Privacy Games: Optimal User-Centric Data Obfuscation
This work addresses privacy protection for users in data-sharing scenarios, presenting a novel game-theoretic approach that is incremental in combining existing privacy notions.
The paper tackles the problem of designing user-centric data obfuscation mechanisms that minimize utility loss while guaranteeing privacy through joint differential and distortion privacy constraints, showing that the achieved privacy is as large as the maximum from either mechanism alone without increasing utility cost.
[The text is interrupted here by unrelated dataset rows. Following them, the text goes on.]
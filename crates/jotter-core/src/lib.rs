//! jotter-core - Core library for Jotter
//!
//! This crate contains the shared models, database layer, HTTP API client and
//! the note sync engine used by the Jotter server and clients.

pub mod client;
pub mod db;
pub mod error;
pub mod models;
pub mod sync;
pub mod util;

pub use error::{Error, Result};
pub use models::{Note, NoteId, User, UserId};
In this paper, we design user-centric obfuscation mechanisms that impose the minimum utility loss for guaranteeing user's privacy. We optimize utility subject to a joint guarantee of differential privacy (indistinguishability) and distortion privacy (inference error). This double shield of protection limits the information leakage through obfuscation mechanism as well as the posterior inference. We show that the privacy achieved through joint differential-distortion mechanisms against optimal attacks is as large as the maximum privacy that can be achieved by either of these mechanisms separately. Their utility cost is also not larger than what either of the differential or distortion mechanisms imposes. We model the optimization problem as a leader-follower game between the designer of obfuscation mechanism and the potential adversary, and design adaptive mechanisms that anticipate and protect against optimal inference algorithms. Thus, the obfuscation mechanism is optimal against any inference algorithm.